Climate change has been a hot topic for years now, and businesses are always under pressure to do their part. But are they doing enough to reduce energy usage?

Are big businesses making big claims without taking action? Have those grand plans for reducing carbon emissions been left on a shelf to collect dust? Are environmental policies nothing more than tick-box exercises?

78% of businesses with over 250 staff do not have a net zero target in place. That doesn’t mean they aren’t making any effort to reduce carbon emissions – they just can’t or won’t commit to net zero.

But something is better than nothing, right? And small wins are better than no wins.
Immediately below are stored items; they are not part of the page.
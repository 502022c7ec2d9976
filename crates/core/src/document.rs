//! Document model
//!
//! A [`Document`] is a schemaless record: a JSON object body tagged with the
//! [`TypeName`] it was declared under. Callers address documents by string id;
//! the id itself lives inside the body, in whichever field the type's
//! descriptor declares as the identity field.
//!
//! Path mutation ([`Document::set_at_path`]) navigates nested object fields
//! and default-constructs any absent or null intermediate container, so a
//! deep write never aborts halfway through a hole in the document.

use serde::{Deserialize, Serialize};
use serde_json::{Map, Value};
use std::fmt;

use crate::error::{Error, Result};

/// Name of a registered document type
///
/// Interned as a plain string; cheap to clone, hashable, and used as the
/// key for every metadata lookup.
#[derive(Debug, Clone, PartialEq, Eq, Hash, PartialOrd, Ord, Serialize, Deserialize)]
pub struct TypeName(String);

impl TypeName {
    /// View as a string slice
    pub fn as_str(&self) -> &str {
        &self.0
    }
}

impl From<&str> for TypeName {
    fn from(s: &str) -> Self {
        TypeName(s.to_string())
    }
}

impl From<String> for TypeName {
    fn from(s: String) -> Self {
        TypeName(s)
    }
}

impl fmt::Display for TypeName {
    fn fmt(&self, f: &mut fmt::Formatter<'_>) -> fmt::Result {
        f.write_str(&self.0)
    }
}

/// A typed, schemaless document
///
/// The body is always a JSON object. Once saved into a collection the
/// collection owns its own clone; the caller's copy does not alias it.
#[derive(Debug, Clone, PartialEq, Serialize, Deserialize)]
pub struct Document {
    kind: TypeName,
    body: Value,
}

impl Document {
    /// Create a document of the given type from a JSON object body
    ///
    /// Returns `Error::Configuration` when the body is not a JSON object;
    /// every field operation below assumes object shape.
    pub fn new(kind: impl Into<TypeName>, body: Value) -> Result<Self> {
        if !body.is_object() {
            return Err(Error::configuration(format!(
                "document body must be a JSON object, got {}",
                value_type_name(&body)
            )));
        }
        Ok(Document {
            kind: kind.into(),
            body,
        })
    }

    /// The declared type of this document
    pub fn kind(&self) -> &TypeName {
        &self.kind
    }

    /// Borrow the JSON body
    pub fn body(&self) -> &Value {
        &self.body
    }

    /// Consume into the JSON body
    pub fn into_body(self) -> Value {
        self.body
    }

    /// Read a top-level field, `None` if absent
    pub fn field(&self, name: &str) -> Option<&Value> {
        self.body.as_object().and_then(|obj| obj.get(name))
    }

    /// Write a top-level field, replacing any prior value
    pub fn set_field(&mut self, name: &str, value: Value) {
        if let Some(obj) = self.body.as_object_mut() {
            obj.insert(name.to_string(), value);
        }
    }

    /// Read a nested field by path, `None` if any step is absent
    pub fn field_at_path(&self, path: &[&str]) -> Option<&Value> {
        let mut current = &self.body;
        for segment in path {
            current = current.as_object()?.get(*segment)?;
        }
        Some(current)
    }

    /// Set `leaf` to `value` inside the container reached by walking `path`
    ///
    /// Intermediate fields that are absent or null are replaced with a fresh
    /// empty object and traversal continues; traversal only fails when an
    /// intermediate holds a non-object, non-null value (a scalar cannot be
    /// descended through).
    pub fn set_at_path(&mut self, path: &[&str], leaf: &str, value: Value) -> Result<()> {
        let mut current = &mut self.body;

        for segment in path {
            if !current.is_object() {
                return Err(Error::configuration(format!(
                    "cannot traverse '{segment}': expected object, got {}",
                    value_type_name(current)
                )));
            }
            let obj = current.as_object_mut().unwrap();

            let slot = obj
                .entry(segment.to_string())
                .or_insert_with(|| Value::Object(Map::new()));
            if slot.is_null() {
                *slot = Value::Object(Map::new());
            }
            current = slot;
        }

        if !current.is_object() {
            return Err(Error::configuration(format!(
                "cannot set '{leaf}': expected object container, got {}",
                value_type_name(current)
            )));
        }
        current
            .as_object_mut()
            .unwrap()
            .insert(leaf.to_string(), value);
        Ok(())
    }
}

/// Human-readable name of a JSON value's type, for error messages
pub(crate) fn value_type_name(value: &Value) -> &'static str {
    match value {
        Value::Null => "null",
        Value::Bool(_) => "boolean",
        Value::Number(_) => "number",
        Value::String(_) => "string",
        Value::Array(_) => "array",
        Value::Object(_) => "object",
    }
}

#[cfg(test)]
mod tests {
    use super::*;
    use serde_json::json;

    fn user() -> Document {
        Document::new(
            "user",
            json!({
                "UserId": "user1",
                "Name": "Alice",
                "Student": { "StudentId": "student1", "School": "MIT" }
            }),
        )
        .unwrap()
    }

    #[test]
    fn test_new_rejects_non_object_body() {
        let err = Document::new("user", json!("just a string")).unwrap_err();
        assert!(matches!(err, Error::Configuration(_)));
    }

    #[test]
    fn test_field_access() {
        let doc = user();
        assert_eq!(doc.field("Name"), Some(&json!("Alice")));
        assert_eq!(doc.field("Missing"), None);
    }

    #[test]
    fn test_set_field_replaces() {
        let mut doc = user();
        doc.set_field("Name", json!("Bob"));
        assert_eq!(doc.field("Name"), Some(&json!("Bob")));
    }

    #[test]
    fn test_field_at_path() {
        let doc = user();
        assert_eq!(
            doc.field_at_path(&["Student", "School"]),
            Some(&json!("MIT"))
        );
        assert_eq!(doc.field_at_path(&["Student", "Nope"]), None);
    }

    #[test]
    fn test_set_at_path_existing_container() {
        let mut doc = user();
        doc.set_at_path(&["Student"], "School", json!("Stanford"))
            .unwrap();
        assert_eq!(
            doc.field_at_path(&["Student", "School"]),
            Some(&json!("Stanford"))
        );
        // Sibling field untouched
        assert_eq!(
            doc.field_at_path(&["Student", "StudentId"]),
            Some(&json!("student1"))
        );
    }

    #[test]
    fn test_set_at_path_creates_missing_intermediates() {
        let mut doc = Document::new("user", json!({ "UserId": "user1" })).unwrap();
        doc.set_at_path(&["Student", "Address"], "City", json!("Boston"))
            .unwrap();
        assert_eq!(
            doc.field_at_path(&["Student", "Address", "City"]),
            Some(&json!("Boston"))
        );
    }

    #[test]
    fn test_set_at_path_replaces_null_intermediate() {
        let mut doc = Document::new("user", json!({ "Student": null })).unwrap();
        doc.set_at_path(&["Student"], "StudentId", json!("student_new"))
            .unwrap();
        assert_eq!(
            doc.field_at_path(&["Student", "StudentId"]),
            Some(&json!("student_new"))
        );
    }

    #[test]
    fn test_set_at_path_scalar_intermediate_fails() {
        let mut doc = Document::new("user", json!({ "Student": 42 })).unwrap();
        let err = doc
            .set_at_path(&["Student"], "StudentId", json!("x"))
            .unwrap_err();
        assert!(matches!(err, Error::Configuration(_)));
    }

    #[test]
    fn test_set_at_path_empty_path_sets_top_level() {
        let mut doc = user();
        doc.set_at_path(&[], "Name", json!("Carol")).unwrap();
        assert_eq!(doc.field("Name"), Some(&json!("Carol")));
    }
}
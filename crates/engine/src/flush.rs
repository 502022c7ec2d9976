//! Durable flusher
//!
//! Drains the whole in-memory working set to a durable backend as a
//! destructive full resync: for every collection, the destination is
//! dropped and the current snapshot bulk-inserted in its place. One worker
//! thread per collection, all joined before `flush` returns; this is the
//! only parallel boundary in the system.
//!
//! There is no atomicity across collections and no retry: a failed bulk
//! operation does not roll back collections that already landed, and every
//! failure is collected into one [`FlushError`] naming the collections that
//! did not make it.

use anteroom_storage::Database;
use std::sync::Arc;
use std::thread;
use thiserror::Error;
use tracing::{debug, warn};

/// Error reported by a durable backend operation
#[derive(Debug, Error, Clone, PartialEq, Eq)]
#[error("{0}")]
pub struct BackendError(pub String);

impl BackendError {
    /// Backend error with a formatted message
    pub fn new(msg: impl Into<String>) -> Self {
        BackendError(msg.into())
    }
}

/// The two operations the flusher needs from a durable backend
///
/// Wire format and transport are the backend's business; the flusher hands
/// it opaque serialized records (JSON bytes of each document body).
pub trait DurableBackend: Send + Sync {
    /// Discard the destination collection's current contents
    fn drop_collection(&self, collection: &str) -> Result<(), BackendError>;

    /// Insert one batch of serialized records into the collection
    fn bulk_insert(&self, collection: &str, records: Vec<Vec<u8>>) -> Result<(), BackendError>;
}

/// One collection's failed flush
#[derive(Debug, Clone, PartialEq, Eq)]
pub struct FlushFailure {
    /// Collection whose bulk operation failed
    pub collection: String,
    /// Backend error message
    pub message: String,
}

/// Aggregate of every collection that failed to flush
///
/// Collected rather than failing fast, so the caller learns the full
/// extent of the damage in one error.
#[derive(Debug, Error, Clone, PartialEq, Eq)]
#[error("flush failed for collection(s): {}", .failures.iter().map(|f| f.collection.as_str()).collect::<Vec<_>>().join(", "))]
pub struct FlushError {
    /// Per-collection failures, in snapshot order
    pub failures: Vec<FlushFailure>,
}

/// Full-resync flusher over a database and a durable backend
pub struct Flusher {
    database: Arc<Database>,
    backend: Arc<dyn DurableBackend>,
}

impl Flusher {
    /// Create a flusher writing `database` through `backend`
    pub fn new(database: Arc<Database>, backend: Arc<dyn DurableBackend>) -> Self {
        Flusher { database, backend }
    }

    /// Snapshot every collection and resync it to the backend
    ///
    /// Serialization happens on the calling thread; each collection's drop
    /// and bulk insert run on their own worker, and all workers are joined
    /// before this returns. Collections that flushed before a failure stay
    /// flushed.
    pub fn flush(&self) -> Result<(), FlushError> {
        let mut failures = Vec::new();
        let mut batches = Vec::new();

        for (name, collection) in self.database.collections() {
            let snapshot = collection.snapshot();
            let mut records = Vec::with_capacity(snapshot.len());
            let mut serialization_failed = false;
            for (id, document) in &snapshot {
                match serde_json::to_vec(document.body()) {
                    Ok(bytes) => records.push(bytes),
                    Err(e) => {
                        warn!(collection = %name, id = %id, "document serialization failed");
                        failures.push(FlushFailure {
                            collection: name.clone(),
                            message: format!("serialization of '{id}' failed: {e}"),
                        });
                        serialization_failed = true;
                        break;
                    }
                }
            }
            if !serialization_failed {
                batches.push((name, records));
            }
        }

        thread::scope(|scope| {
            let mut workers = Vec::with_capacity(batches.len());
            for (name, records) in batches {
                let backend = self.backend.clone();
                workers.push((
                    name.clone(),
                    scope.spawn(move || {
                        let count = records.len();
                        backend.drop_collection(&name)?;
                        backend.bulk_insert(&name, records)?;
                        debug!(collection = %name, records = count, "collection flushed");
                        Ok::<(), BackendError>(())
                    }),
                ));
            }

            for (name, worker) in workers {
                match worker.join() {
                    Ok(Ok(())) => {}
                    Ok(Err(e)) => failures.push(FlushFailure {
                        collection: name,
                        message: e.to_string(),
                    }),
                    Err(_) => failures.push(FlushFailure {
                        collection: name,
                        message: "flush worker panicked".to_string(),
                    }),
                }
            }
        });

        if failures.is_empty() {
            Ok(())
        } else {
            Err(FlushError { failures })
        }
    }
}
//! Engine layer for the anteroom staging store
//!
//! - [`CascadeUpdater`]: path mutation plus one-hop denormalized-copy
//!   propagation
//! - [`Flusher`]: concurrent full-resync of every collection to a
//!   [`DurableBackend`]

pub mod cascade;
pub mod flush;

pub use cascade::CascadeUpdater;
pub use flush::{BackendError, DurableBackend, FlushError, FlushFailure, Flusher};
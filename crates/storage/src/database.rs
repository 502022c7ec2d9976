//! Store registry
//!
//! A [`Database`] maps logical collection names to live [`Collection`]
//! instances. Type-keyed lookups create the collection on first use;
//! name-keyed lookups never create, so asking for a name that was never
//! populated is `Error::CollectionNotFound`. Repeated lookups hand back the
//! same `Arc` — cascades rely on that reference identity.

use crate::collection::Collection;
use anteroom_core::{Error, Metadata, Result, TypeName};
use dashmap::DashMap;
use std::sync::Arc;
use tracing::debug;

/// Registry of collections, exclusive owner of all in-memory state
pub struct Database {
    metadata: Arc<Metadata>,
    collections: DashMap<String, Arc<Collection>>,
}

impl Database {
    /// Create an empty database over the given metadata registry
    pub fn new(metadata: Arc<Metadata>) -> Self {
        Database {
            metadata,
            collections: DashMap::new(),
        }
    }

    /// The metadata registry this database was built over
    pub fn metadata(&self) -> &Arc<Metadata> {
        &self.metadata
    }

    /// Existing collection by name
    ///
    /// Fails with `Error::CollectionNotFound` when no collection with that
    /// name has been created; name-keyed lookup never creates.
    pub fn collection(&self, name: &str) -> Result<Arc<Collection>> {
        self.collections
            .get(name)
            .map(|entry| entry.clone())
            .ok_or_else(|| Error::CollectionNotFound(name.to_string()))
    }

    /// Collection for a registered type, created on first use
    ///
    /// The key is the type's declared collection name. Every call returns
    /// the same `Arc<Collection>` instance.
    pub fn collection_of(&self, type_name: &TypeName) -> Result<Arc<Collection>> {
        let name = self.metadata.collection_name(type_name)?;
        let collection = self
            .collections
            .entry(name.clone())
            .or_insert_with(|| {
                debug!(collection = %name, %type_name, "collection created");
                Arc::new(Collection::new(name.clone(), self.metadata.clone()))
            })
            .clone();
        Ok(collection)
    }

    /// Every registered collection, for the flusher
    pub fn collections(&self) -> Vec<(String, Arc<Collection>)> {
        self.collections
            .iter()
            .map(|entry| (entry.key().clone(), entry.value().clone()))
            .collect()
    }

    /// Number of live collections
    pub fn len(&self) -> usize {
        self.collections.len()
    }

    /// True when no collection has been created yet
    pub fn is_empty(&self) -> bool {
        self.collections.is_empty()
    }
}

impl std::fmt::Debug for Database {
    fn fmt(&self, f: &mut std::fmt::Formatter<'_>) -> std::fmt::Result {
        f.debug_struct("Database")
            .field("collections", &self.collections.len())
            .finish()
    }
}

#[cfg(test)]
mod tests {
    use super::*;
    use anteroom_core::{Document, DocumentDescriptor};
    use serde_json::json;

    fn database() -> Database {
        let metadata = Arc::new(
            Metadata::builder()
                .register(
                    DocumentDescriptor::builder("user", "users")
                        .identity("UserId")
                        .build(),
                )
                .register(
                    DocumentDescriptor::builder("comment", "comments")
                        .identity("CommentId")
                        .reference("UserId", "user")
                        .build(),
                )
                .build(),
        );
        Database::new(metadata)
    }

    #[test]
    fn test_collection_of_creates_on_first_use() {
        let db = database();
        assert!(db.is_empty());

        let users = db.collection_of(&TypeName::from("user")).unwrap();
        assert_eq!(users.name(), "users");
        assert_eq!(db.len(), 1);
    }

    #[test]
    fn test_collection_of_returns_identical_instance() {
        let db = database();
        let first = db.collection_of(&TypeName::from("comment")).unwrap();
        let second = db.collection_of(&TypeName::from("comment")).unwrap();
        assert!(Arc::ptr_eq(&first, &second));
    }

    #[test]
    fn test_collection_of_unregistered_type_fails() {
        let db = database();
        assert!(matches!(
            db.collection_of(&TypeName::from("vote")),
            Err(Error::UnknownType(_))
        ));
    }

    #[test]
    fn test_name_lookup_does_not_create() {
        let db = database();
        assert!(matches!(
            db.collection("comments"),
            Err(Error::CollectionNotFound(_))
        ));
        assert!(db.is_empty());
    }

    #[test]
    fn test_name_lookup_finds_created_collection() {
        let db = database();
        let created = db.collection_of(&TypeName::from("comment")).unwrap();
        let by_name = db.collection("comments").unwrap();
        assert!(Arc::ptr_eq(&created, &by_name));
    }

    #[test]
    fn test_collections_lists_all() {
        let db = database();
        db.collection_of(&TypeName::from("user")).unwrap();
        db.collection_of(&TypeName::from("comment")).unwrap();

        let users = db.collection("users").unwrap();
        users.save(
            "user1",
            Document::new("user", json!({ "UserId": "user1" })).unwrap(),
        );

        let mut names: Vec<String> = db.collections().into_iter().map(|(n, _)| n).collect();
        names.sort();
        assert_eq!(names, vec!["comments", "users"]);
    }
}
So where is the best place to start?


How does your energy efficiency measure up?

There are two key areas where manufacturers can make a difference – material efficiency and energy efficiency.

Material efficiency relates to the products themselves – the materials used in manufacturing them, and the amount of waste produced during production. This should cover the entire product lifecycle from the carbon footprint of every component right through to whether the product can be recycled when it is no longer fit for purpose.

Energy efficiency is focused on reducing the energy used (and wasted). This includes lighting, heating, machinery, transport and so on.

Manufacturers often start with energy efficiency as there are so many areas for improvement, both big and small – lighting upgrades, voltage optimisation, self-generating renewable energy or switching transport fleets to electric vehicles.

But despite the many opportunities to improve efficiency, many non-domestic properties still have a lot of work to do.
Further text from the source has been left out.